All lines in the material below that contain "during" should be located and copied.
+===+
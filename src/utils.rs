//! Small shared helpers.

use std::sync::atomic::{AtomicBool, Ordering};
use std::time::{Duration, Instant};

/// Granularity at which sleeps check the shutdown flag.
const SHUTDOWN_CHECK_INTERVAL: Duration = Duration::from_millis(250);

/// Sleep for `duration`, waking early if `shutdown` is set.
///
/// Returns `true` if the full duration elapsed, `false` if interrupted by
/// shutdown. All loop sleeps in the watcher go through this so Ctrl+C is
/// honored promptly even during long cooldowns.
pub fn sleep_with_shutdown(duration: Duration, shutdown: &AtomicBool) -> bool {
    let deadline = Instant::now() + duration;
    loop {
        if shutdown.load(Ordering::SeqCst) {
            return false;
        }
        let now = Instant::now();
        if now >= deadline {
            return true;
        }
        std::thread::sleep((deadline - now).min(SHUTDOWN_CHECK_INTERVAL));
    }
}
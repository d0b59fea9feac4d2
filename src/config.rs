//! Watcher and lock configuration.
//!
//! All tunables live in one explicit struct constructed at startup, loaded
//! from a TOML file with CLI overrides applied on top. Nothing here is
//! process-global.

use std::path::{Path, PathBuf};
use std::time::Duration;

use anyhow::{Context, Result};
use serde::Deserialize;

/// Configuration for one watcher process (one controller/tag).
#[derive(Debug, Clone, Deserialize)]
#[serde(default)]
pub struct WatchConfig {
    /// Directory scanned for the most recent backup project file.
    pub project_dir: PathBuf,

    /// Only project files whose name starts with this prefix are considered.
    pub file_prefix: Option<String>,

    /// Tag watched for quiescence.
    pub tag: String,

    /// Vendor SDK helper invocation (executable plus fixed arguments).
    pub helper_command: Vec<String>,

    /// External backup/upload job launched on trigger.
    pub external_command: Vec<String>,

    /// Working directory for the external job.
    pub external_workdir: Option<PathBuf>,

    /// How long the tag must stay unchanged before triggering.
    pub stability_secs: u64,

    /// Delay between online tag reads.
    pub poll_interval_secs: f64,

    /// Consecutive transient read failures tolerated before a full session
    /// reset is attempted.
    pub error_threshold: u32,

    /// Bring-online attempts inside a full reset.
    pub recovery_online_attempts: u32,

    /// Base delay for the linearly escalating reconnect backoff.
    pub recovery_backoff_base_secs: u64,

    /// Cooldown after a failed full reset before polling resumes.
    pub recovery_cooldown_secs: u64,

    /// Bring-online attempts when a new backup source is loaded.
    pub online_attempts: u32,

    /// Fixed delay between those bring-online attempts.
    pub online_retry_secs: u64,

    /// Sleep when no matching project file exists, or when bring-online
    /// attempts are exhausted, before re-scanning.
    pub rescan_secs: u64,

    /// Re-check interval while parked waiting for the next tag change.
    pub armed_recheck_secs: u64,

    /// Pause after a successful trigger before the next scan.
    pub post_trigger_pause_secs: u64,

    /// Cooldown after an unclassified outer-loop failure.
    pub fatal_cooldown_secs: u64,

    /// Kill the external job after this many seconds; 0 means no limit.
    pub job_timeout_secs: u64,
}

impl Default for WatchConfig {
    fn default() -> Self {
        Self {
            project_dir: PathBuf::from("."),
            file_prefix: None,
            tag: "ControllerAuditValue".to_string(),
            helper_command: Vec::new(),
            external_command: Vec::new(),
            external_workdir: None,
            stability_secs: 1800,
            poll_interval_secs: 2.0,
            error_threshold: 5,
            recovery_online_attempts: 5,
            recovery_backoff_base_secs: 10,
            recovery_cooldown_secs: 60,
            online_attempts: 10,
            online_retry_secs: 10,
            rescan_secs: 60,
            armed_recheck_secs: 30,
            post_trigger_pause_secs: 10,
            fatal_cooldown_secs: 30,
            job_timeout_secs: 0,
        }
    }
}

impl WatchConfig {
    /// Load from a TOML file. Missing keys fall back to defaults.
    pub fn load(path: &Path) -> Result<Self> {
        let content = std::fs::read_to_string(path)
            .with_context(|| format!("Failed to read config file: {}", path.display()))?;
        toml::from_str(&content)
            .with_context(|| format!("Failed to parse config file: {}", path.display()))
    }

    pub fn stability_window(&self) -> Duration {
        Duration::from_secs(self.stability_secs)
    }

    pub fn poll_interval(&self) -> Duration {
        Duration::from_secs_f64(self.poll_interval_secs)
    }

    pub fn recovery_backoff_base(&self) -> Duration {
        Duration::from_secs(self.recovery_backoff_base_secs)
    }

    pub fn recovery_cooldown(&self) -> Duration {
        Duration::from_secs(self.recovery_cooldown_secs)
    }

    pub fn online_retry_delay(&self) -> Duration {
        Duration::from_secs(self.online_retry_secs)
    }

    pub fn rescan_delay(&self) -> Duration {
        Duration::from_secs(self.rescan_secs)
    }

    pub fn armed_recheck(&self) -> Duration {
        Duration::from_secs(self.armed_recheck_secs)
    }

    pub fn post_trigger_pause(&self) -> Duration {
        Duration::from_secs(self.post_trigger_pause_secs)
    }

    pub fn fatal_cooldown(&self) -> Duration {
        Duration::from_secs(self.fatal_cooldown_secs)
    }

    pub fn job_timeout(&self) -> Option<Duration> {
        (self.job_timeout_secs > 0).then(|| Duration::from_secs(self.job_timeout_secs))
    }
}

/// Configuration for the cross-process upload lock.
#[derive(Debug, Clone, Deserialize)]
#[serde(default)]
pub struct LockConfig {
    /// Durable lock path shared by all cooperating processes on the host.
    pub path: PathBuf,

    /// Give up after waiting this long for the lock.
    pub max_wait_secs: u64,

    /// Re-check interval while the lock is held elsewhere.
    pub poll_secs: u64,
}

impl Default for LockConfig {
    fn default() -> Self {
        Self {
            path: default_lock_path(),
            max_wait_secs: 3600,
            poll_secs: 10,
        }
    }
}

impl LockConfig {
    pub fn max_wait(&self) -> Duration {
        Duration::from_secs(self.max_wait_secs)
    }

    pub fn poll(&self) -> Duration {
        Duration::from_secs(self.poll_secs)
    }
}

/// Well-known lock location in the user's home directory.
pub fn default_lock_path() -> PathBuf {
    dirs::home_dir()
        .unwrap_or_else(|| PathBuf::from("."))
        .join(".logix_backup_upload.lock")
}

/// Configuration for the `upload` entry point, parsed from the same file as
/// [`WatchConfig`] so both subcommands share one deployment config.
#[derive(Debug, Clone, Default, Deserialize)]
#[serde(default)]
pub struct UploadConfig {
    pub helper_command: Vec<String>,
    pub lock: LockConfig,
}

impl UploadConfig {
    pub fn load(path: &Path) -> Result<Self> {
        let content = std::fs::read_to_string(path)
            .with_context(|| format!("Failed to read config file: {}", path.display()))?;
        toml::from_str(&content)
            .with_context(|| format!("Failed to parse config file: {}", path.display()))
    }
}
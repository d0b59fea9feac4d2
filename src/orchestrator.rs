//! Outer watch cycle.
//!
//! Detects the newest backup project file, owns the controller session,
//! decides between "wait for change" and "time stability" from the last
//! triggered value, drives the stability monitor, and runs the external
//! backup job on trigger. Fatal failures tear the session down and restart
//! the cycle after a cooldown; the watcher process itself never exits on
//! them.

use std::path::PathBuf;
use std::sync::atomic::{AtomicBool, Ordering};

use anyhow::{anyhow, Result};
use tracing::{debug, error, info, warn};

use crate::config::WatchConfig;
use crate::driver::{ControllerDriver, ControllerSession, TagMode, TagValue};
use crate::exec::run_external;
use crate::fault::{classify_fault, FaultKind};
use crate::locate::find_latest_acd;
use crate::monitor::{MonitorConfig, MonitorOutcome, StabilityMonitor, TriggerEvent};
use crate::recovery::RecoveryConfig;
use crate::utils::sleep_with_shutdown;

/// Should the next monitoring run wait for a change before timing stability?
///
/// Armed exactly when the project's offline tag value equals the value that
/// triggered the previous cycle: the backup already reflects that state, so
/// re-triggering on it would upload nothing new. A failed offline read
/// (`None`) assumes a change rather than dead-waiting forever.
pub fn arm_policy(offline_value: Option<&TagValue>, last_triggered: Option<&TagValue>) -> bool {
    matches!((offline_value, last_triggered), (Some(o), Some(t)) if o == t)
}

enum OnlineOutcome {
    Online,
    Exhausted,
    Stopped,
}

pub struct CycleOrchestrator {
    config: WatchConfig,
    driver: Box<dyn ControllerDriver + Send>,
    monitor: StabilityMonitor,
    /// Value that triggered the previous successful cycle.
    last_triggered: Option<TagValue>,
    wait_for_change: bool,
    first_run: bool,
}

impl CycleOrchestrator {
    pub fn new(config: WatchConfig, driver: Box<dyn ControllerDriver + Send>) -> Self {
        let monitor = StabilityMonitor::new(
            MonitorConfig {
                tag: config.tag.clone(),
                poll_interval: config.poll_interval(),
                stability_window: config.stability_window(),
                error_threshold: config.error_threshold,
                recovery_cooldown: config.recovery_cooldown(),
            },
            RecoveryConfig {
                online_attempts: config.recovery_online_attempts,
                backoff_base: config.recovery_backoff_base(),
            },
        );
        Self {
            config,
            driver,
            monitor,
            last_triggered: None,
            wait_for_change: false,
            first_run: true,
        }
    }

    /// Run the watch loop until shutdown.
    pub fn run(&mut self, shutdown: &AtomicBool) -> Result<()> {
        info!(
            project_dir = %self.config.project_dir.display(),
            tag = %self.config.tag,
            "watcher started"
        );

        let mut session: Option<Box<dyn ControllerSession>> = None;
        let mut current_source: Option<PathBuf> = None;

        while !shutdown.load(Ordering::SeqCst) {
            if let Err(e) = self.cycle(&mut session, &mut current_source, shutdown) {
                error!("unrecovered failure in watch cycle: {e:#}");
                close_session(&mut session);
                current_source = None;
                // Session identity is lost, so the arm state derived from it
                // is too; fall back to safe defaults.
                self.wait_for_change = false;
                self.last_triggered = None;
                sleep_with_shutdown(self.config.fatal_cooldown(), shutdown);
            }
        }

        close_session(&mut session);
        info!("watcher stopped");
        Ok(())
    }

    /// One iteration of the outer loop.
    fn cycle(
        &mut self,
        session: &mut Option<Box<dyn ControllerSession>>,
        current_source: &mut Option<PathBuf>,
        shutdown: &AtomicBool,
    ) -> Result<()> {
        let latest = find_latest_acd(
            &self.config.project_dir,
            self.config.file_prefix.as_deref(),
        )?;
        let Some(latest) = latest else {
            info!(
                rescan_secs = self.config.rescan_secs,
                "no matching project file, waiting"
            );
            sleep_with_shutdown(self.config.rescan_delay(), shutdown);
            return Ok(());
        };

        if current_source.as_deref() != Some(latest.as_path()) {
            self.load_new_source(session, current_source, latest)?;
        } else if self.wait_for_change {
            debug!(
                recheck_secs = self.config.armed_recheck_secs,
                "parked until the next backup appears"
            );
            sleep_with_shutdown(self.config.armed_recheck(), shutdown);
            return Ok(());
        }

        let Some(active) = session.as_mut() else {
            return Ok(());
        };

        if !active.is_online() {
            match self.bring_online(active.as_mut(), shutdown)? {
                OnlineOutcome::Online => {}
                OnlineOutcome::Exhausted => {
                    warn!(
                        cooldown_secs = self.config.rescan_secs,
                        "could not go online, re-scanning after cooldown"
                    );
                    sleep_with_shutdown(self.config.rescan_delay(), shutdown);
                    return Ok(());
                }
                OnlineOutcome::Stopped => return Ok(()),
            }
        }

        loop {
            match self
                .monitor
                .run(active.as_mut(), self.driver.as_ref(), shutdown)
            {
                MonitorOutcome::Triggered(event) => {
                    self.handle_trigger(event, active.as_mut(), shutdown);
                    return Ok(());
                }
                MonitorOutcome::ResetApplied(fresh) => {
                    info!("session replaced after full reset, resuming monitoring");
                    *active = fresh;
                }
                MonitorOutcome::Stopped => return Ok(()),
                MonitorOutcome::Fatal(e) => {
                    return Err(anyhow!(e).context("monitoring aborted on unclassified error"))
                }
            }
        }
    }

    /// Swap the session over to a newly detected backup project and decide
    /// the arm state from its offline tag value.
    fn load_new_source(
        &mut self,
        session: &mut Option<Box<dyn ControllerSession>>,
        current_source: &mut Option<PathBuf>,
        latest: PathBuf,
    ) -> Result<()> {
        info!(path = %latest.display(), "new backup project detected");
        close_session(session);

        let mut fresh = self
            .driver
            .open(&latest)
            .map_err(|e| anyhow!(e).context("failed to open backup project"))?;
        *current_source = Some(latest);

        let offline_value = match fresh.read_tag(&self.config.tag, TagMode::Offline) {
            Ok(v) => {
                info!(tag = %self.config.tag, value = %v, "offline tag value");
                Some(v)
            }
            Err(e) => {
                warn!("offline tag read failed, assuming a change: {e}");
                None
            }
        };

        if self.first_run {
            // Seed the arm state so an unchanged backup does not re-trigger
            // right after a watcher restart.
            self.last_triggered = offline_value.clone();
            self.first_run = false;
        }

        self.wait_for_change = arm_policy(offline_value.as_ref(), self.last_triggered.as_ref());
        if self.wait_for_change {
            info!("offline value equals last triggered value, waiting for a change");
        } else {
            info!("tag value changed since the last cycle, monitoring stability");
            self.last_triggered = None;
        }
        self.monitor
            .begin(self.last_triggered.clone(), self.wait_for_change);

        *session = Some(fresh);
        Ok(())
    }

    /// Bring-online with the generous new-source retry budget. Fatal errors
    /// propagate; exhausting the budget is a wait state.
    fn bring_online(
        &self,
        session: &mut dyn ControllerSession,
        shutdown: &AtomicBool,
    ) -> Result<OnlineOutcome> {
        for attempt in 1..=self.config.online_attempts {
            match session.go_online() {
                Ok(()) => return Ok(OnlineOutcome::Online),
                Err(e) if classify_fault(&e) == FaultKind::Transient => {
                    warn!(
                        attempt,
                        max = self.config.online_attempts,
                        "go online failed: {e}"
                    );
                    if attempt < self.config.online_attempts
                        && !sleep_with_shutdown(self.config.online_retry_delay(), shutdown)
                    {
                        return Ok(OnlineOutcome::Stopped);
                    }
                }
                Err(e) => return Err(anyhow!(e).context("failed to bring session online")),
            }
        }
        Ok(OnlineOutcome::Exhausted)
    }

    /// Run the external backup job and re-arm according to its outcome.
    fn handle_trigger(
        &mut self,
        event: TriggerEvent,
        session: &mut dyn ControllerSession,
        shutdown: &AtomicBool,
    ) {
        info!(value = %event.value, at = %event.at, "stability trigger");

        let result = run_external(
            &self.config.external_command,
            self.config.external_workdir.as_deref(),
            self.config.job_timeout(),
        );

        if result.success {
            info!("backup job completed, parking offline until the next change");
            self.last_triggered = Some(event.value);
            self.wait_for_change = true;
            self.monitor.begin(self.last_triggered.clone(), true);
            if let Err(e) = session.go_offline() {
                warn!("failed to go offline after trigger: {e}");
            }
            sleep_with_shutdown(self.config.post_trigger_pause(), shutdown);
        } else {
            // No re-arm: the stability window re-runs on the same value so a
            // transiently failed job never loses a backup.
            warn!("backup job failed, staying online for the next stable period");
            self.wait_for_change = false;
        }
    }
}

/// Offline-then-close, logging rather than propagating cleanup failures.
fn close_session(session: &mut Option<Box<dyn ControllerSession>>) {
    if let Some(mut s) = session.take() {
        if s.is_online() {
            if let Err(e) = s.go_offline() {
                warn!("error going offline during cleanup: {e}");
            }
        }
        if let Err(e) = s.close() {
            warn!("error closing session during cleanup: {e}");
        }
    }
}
+===+
*TASK ANSWER*
/// honored promptly even during long cooldowns.
                warn!("error going offline during cleanup: {e}");
            warn!("error closing session during cleanup: {e}");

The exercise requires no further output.